The coronavirus pandemic has caused a global economic recession, and tech companies have been hit especially hard. As the economy continues to suffer, tech companies must make tough decisions to survive. This includes layoffs, which are becoming increasingly common in the tech industry.
COVID-19 stimulus money may have stopped the economy and the stock market from falling thru the floor, but now we’re seeing a Fed-engineered slow decline. Many tech companies’ valuations were pushed way outside what’s reasonable and are now coming back down to earth again.
Microsoft (NASDAQ: MSFT) is the latest tech giant to announce a major round of layoffs. Over 10,000 employees will lose their jobs per a securities filing posted to the market this week. That number is around 5% of Microsoft’s workforce and is expected to cost the company an additional $1.2 billion to let them go.
The layoffs result from various factors, but the biggest contributor is the economic downturn. With fewer customers able to purchase products and services, tech companies must reduce their overhead costs to stay in business. This includes reducing their workforce, often the only way to remain competitive in a shrinking market.
As the recession is expected to worsen, two tech companies could be next to axe their workforces due to their poor recent performances and bleak outlooks for the rest of the year.
Roblox Corporation (NYSE: RBLX) is an American video game company. It develops and publishes online social games for various platforms such as Android, iOS, macOS, Xbox One, and Windows. It is best known for its flagship title, Roblox, a massively multiplayer online game (MMO) created and published by the company.
Last quarter in September, the company reported it had made a $297.8 million loss while also burning through $53.97 million cash.
Roblox’s reliance on user-generated content could be a challenge during a recession. While popular, user-generated content can be difficult to monetize, and if there is a decrease in the number of users creating content, this could impact the company’s bottom line. Additionally, while Roblox has some paid content, it is not as established as some of its competitors and may have difficulty competing with them for users.
Roblox also has a relatively small user base compared to some of its competitors, which could make it more difficult to retain users during a downturn. User retention is important for any company, and if Roblox cannot retain its current user base, it could negatively impact the company’s growth and profitability.
Wall Street is also pessimistic about Roblox’s ability to generate earnings, as its earnings per share (EPS) is expected to decline further from a negative $1.58 to a negative $1.90, and may mean that Roblox needs to make some cost-saving measures in order to stay in business.
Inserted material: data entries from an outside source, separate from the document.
// Copyright (c) 2025 - Cowboy AI, Inc.
//! NATS transport
//!
//! Implements [`MessageTransport`] on core NATS. Exchange requests get a
//! private inbox and a `Correlation-Id` header. The inbox belongs to one
//! request, so a reply without the header is taken as the answer; a reply
//! carrying a different id is discarded.

use async_nats::{HeaderMap, Message, StatusCode};
use async_trait::async_trait;
use bytes::Bytes;
use futures::StreamExt;
use std::time::Duration;
use tracing::{debug, warn};
use uuid::Uuid;

use super::{Delivery, DeliveryStream, MessageTransport, CORRELATION_ID_HEADER};
use crate::errors::{MessagingError, MessagingResult};
use crate::nats::NatsClient;
use crate::subjects::subject_for;

/// [`MessageTransport`] backed by a NATS connection
#[derive(Clone)]
pub struct NatsTransport {
    client: NatsClient,
}

impl NatsTransport {
    pub fn new(client: NatsClient) -> Self {
        Self { client }
    }

    fn correlation_headers(correlation_id: &str) -> HeaderMap {
        let mut headers = HeaderMap::new();
        headers.insert(CORRELATION_ID_HEADER, correlation_id);
        headers
    }
}

fn correlation_id_of(message: &Message) -> Option<String> {
    message
        .headers
        .as_ref()
        .and_then(|headers| headers.get(CORRELATION_ID_HEADER))
        .map(|value| value.as_str().to_string())
}

/// Whether a message on an exchange inbox answers `expected`
fn is_reply_to(message_id: Option<&str>, expected: &str) -> bool {
    message_id.map_or(true, |id| id == expected)
}

impl From<Message> for Delivery {
    fn from(message: Message) -> Self {
        let correlation_id = correlation_id_of(&message);
        Delivery {
            subject: message.subject.to_string(),
            payload: message.payload,
            reply_to: message.reply.map(|reply| reply.to_string()),
            correlation_id,
        }
    }
}

#[async_trait]
impl MessageTransport for NatsTransport {
    async fn send(&self, payload: Bytes, routing_key: &str, exchange: &str) -> MessagingResult<()> {
        let subject = subject_for(routing_key, exchange);
        self.client.publish(&subject, payload).await
    }

    async fn send_with_reply_to(
        &self,
        payload: Bytes,
        routing_key: &str,
        exchange: &str,
        reply_to: &str,
    ) -> MessagingResult<()> {
        let subject = subject_for(routing_key, exchange);
        self.client
            .publish_with_reply(&subject, reply_to, HeaderMap::new(), payload)
            .await
    }

    async fn exchange(
        &self,
        payload: Bytes,
        routing_key: &str,
        exchange: &str,
        timeout: Duration,
    ) -> MessagingResult<Bytes> {
        let subject = subject_for(routing_key, exchange);
        let correlation_id = Uuid::now_v7().to_string();
        let inbox = self.client.new_inbox();

        // Subscribe before publishing so a fast reply cannot be missed.
        let mut replies = self.client.subscribe(&inbox).await?;
        self.client
            .publish_with_reply(
                &subject,
                &inbox,
                Self::correlation_headers(&correlation_id),
                payload,
            )
            .await?;

        debug!(subject = %subject, correlation_id = %correlation_id, "Exchange request sent");

        let wait_for_reply = async {
            while let Some(message) = replies.next().await {
                if message.status == Some(StatusCode::NO_RESPONDERS) {
                    return Err(MessagingError::NoResponders(subject.clone()));
                }
                if is_reply_to(correlation_id_of(&message).as_deref(), &correlation_id) {
                    return Ok(message.payload);
                }
                warn!(subject = %subject, "Discarding uncorrelated reply");
            }
            Err(MessagingError::Subscribe(format!(
                "reply inbox closed for {}",
                subject
            )))
        };

        let outcome = tokio::time::timeout(timeout, wait_for_reply).await;
        match outcome {
            Ok(result) => result,
            Err(_) => {
                warn!(
                    subject = %subject,
                    correlation_id = %correlation_id,
                    timeout_ms = timeout.as_millis() as u64,
                    "Exchange timed out"
                );
                Err(MessagingError::Timeout(subject))
            }
        }
    }

    async fn reply(&self, delivery: &Delivery, payload: Bytes) -> MessagingResult<()> {
        let reply_to = delivery.reply_to.as_deref().ok_or_else(|| {
            MessagingError::Publish(format!("delivery on {} has no reply subject", delivery.subject))
        })?;

        match &delivery.correlation_id {
            Some(correlation_id) => {
                self.client
                    .publish_with_headers(reply_to, Self::correlation_headers(correlation_id), payload)
                    .await
            }
            None => self.client.publish(reply_to, payload).await,
        }
    }

    async fn subscribe(
        &self,
        routing_key: &str,
        exchange: &str,
        queue: Option<&str>,
    ) -> MessagingResult<DeliveryStream> {
        let subject = subject_for(routing_key, exchange);
        let subscriber = match queue {
            Some(queue) => self.client.queue_subscribe(&subject, queue).await?,
            None => self.client.subscribe(&subject).await?,
        };

        Ok(subscriber.map(Delivery::from).boxed())
    }
}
Riot Blockchain (NASDAQ: RIOT) is the second company that could consider laying off staff. Riot Blockchain is an American biotechnology company that focuses on developing and implementing blockchain technology for the healthcare industry.
Last September, Riot reported that its earnings shrank 138.34% year over year for a $36.57 million loss. Also, its revenue figures took a hit, contracting 28.57% to $46.29 million.
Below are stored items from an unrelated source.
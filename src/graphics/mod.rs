// SPDX-License-Identifier: GPL-3.0-only

//! Native graphics abstraction and resource lifecycle
//!
//! The engine never talks to a concrete graphics library. It is handed an
//! implementation of [`GraphicsApi`] and drives it through
//! [`GraphicsContextSet`], which owns the display/config/context/surface
//! lifecycle for every registered output surface.
//!
//! # Modules
//!
//! - [`api`]: the capability trait implemented by native graphics backends
//! - [`context_set`]: allocation, activation, presentation and teardown

pub mod api;
pub mod context_set;

pub use api::{GraphicsApi, NativeErrorFlags};
pub use context_set::GraphicsContextSet;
In a recession, investors tend to become more risk–averse and look for more conservative and reliable investments. Blockchain technology is still relatively unproven and could be considered a high–risk investment. This means that investors could be unwilling to invest in Riot Blockchain when the economy is in a downturn.
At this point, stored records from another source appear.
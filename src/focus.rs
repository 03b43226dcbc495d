// SPDX-License-Identifier: GPL-3.0-only

//! Autofocus event routing
//!
//! The capture subsystem reports per-frame results on its own callback
//! thread. This module folds the raw autofocus state into a small event
//! type and fans each event out to the UI-supplied callbacks, requesting a
//! render pass once focus has settled. Rendering only on focus acquisition
//! keeps the preview sharp without redrawing during every scan step.

use std::sync::Arc;
use tracing::trace;

/// Callback invoked when a focus phase is entered
pub type FocusCallback = Arc<dyn Fn() + Send + Sync>;

/// Raw autofocus state attached to a capture result
#[derive(Debug, Clone, Copy, PartialEq, Eq)]
pub enum AutofocusState {
    /// Autofocus is off or has not started
    Inactive,
    /// Continuous autofocus is scanning
    PassiveScan,
    /// Continuous autofocus settled on a subject
    PassivelyFocused,
    /// A triggered focus sweep is running
    ActiveScan,
    /// A triggered sweep succeeded and the lens is locked
    FocusedLocked,
    /// A triggered sweep failed and the lens is locked
    NotFocusedLocked,
    /// Continuous autofocus gave up without converging
    PassiveUnfocused,
}

/// Discrete capture-session event driving the focus callbacks
#[derive(Debug, Clone, Copy, PartialEq, Eq)]
pub enum CaptureEvent {
    /// A capture cycle began
    CaptureStarted,
    /// The autofocus is still searching
    Focusing,
    /// The autofocus settled on a subject
    Focused,
}

impl CaptureEvent {
    /// Classify a completed capture result by its autofocus state
    ///
    /// Only a passively focused sensor counts as focused. Locked states are
    /// treated as still searching: a continuous preview never triggers
    /// sweeps, so a lock means the controller is in a transitional state
    /// and the next results will re-enter the passive cycle.
    pub fn from_capture_result(state: AutofocusState) -> Self {
        match state {
            AutofocusState::PassivelyFocused => CaptureEvent::Focused,
            _ => CaptureEvent::Focusing,
        }
    }
}

/// UI reactions to focus phases
///
/// Every callback defaults to a no-op, so callers only wire up the phases
/// they care about.
#[derive(Clone)]
pub struct FocusCallbacks {
    pub on_focus_started: FocusCallback,
    pub on_focusing: FocusCallback,
    pub on_focused: FocusCallback,
    pub on_render_skipped: FocusCallback,
}

impl FocusCallbacks {
    pub fn new() -> Self {
        Self::default()
    }

    pub fn with_focus_started(mut self, callback: impl Fn() + Send + Sync + 'static) -> Self {
        self.on_focus_started = Arc::new(callback);
        self
    }

    pub fn with_focusing(mut self, callback: impl Fn() + Send + Sync + 'static) -> Self {
        self.on_focusing = Arc::new(callback);
        self
    }

    pub fn with_focused(mut self, callback: impl Fn() + Send + Sync + 'static) -> Self {
        self.on_focused = Arc::new(callback);
        self
    }

    pub fn with_render_skipped(mut self, callback: impl Fn() + Send + Sync + 'static) -> Self {
        self.on_render_skipped = Arc::new(callback);
        self
    }
}

impl Default for FocusCallbacks {
    fn default() -> Self {
        let noop: FocusCallback = Arc::new(|| {});
        Self {
            on_focus_started: Arc::clone(&noop),
            on_focusing: Arc::clone(&noop),
            on_focused: Arc::clone(&noop),
            on_render_skipped: noop,
        }
    }
}

/// Stateless dispatcher from capture events to focus callbacks
///
/// Holds no history: each event is routed on its own, so events may arrive
/// from any thread in any order the capture subsystem produces them.
pub struct FocusRouter {
    callbacks: FocusCallbacks,
}

impl FocusRouter {
    pub fn new(callbacks: FocusCallbacks) -> Self {
        Self { callbacks }
    }

    /// Route one capture event to the matching callback
    ///
    /// `request_render` is invoked only for [`CaptureEvent::Focused`]. A
    /// `false` return means the render was not admitted and the skipped
    /// callback fires instead, which is how the UI learns that the preview
    /// kept its previous frame.
    pub fn dispatch(&self, event: CaptureEvent, request_render: impl FnOnce() -> bool) {
        trace!(event = ?event, "Dispatching capture event");
        match event {
            CaptureEvent::CaptureStarted => (self.callbacks.on_focus_started)(),
            CaptureEvent::Focusing => (self.callbacks.on_focusing)(),
            CaptureEvent::Focused => {
                (self.callbacks.on_focused)();
                if !request_render() {
                    (self.callbacks.on_render_skipped)();
                }
            }
        }
    }
}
Furthermore, blockchain technology is dependent on cryptocurrency prices. Cryptocurrencies have been extremely volatile over the past year, and a recession could cause prices to plummet even further. This would hurt Riot Blockchain, as most of its investments are tied to the price of cryptocurrencies. As speculative investments, these are usually sold off first when the economy starts heading south in favor of more defensive investments.
Analysts predict that Riot Blockchain’s earnings will grow, but it will still put the company in the red if this happens. Its earnings are expected to improve from a negative EPS of -$0.45 to -$0.07.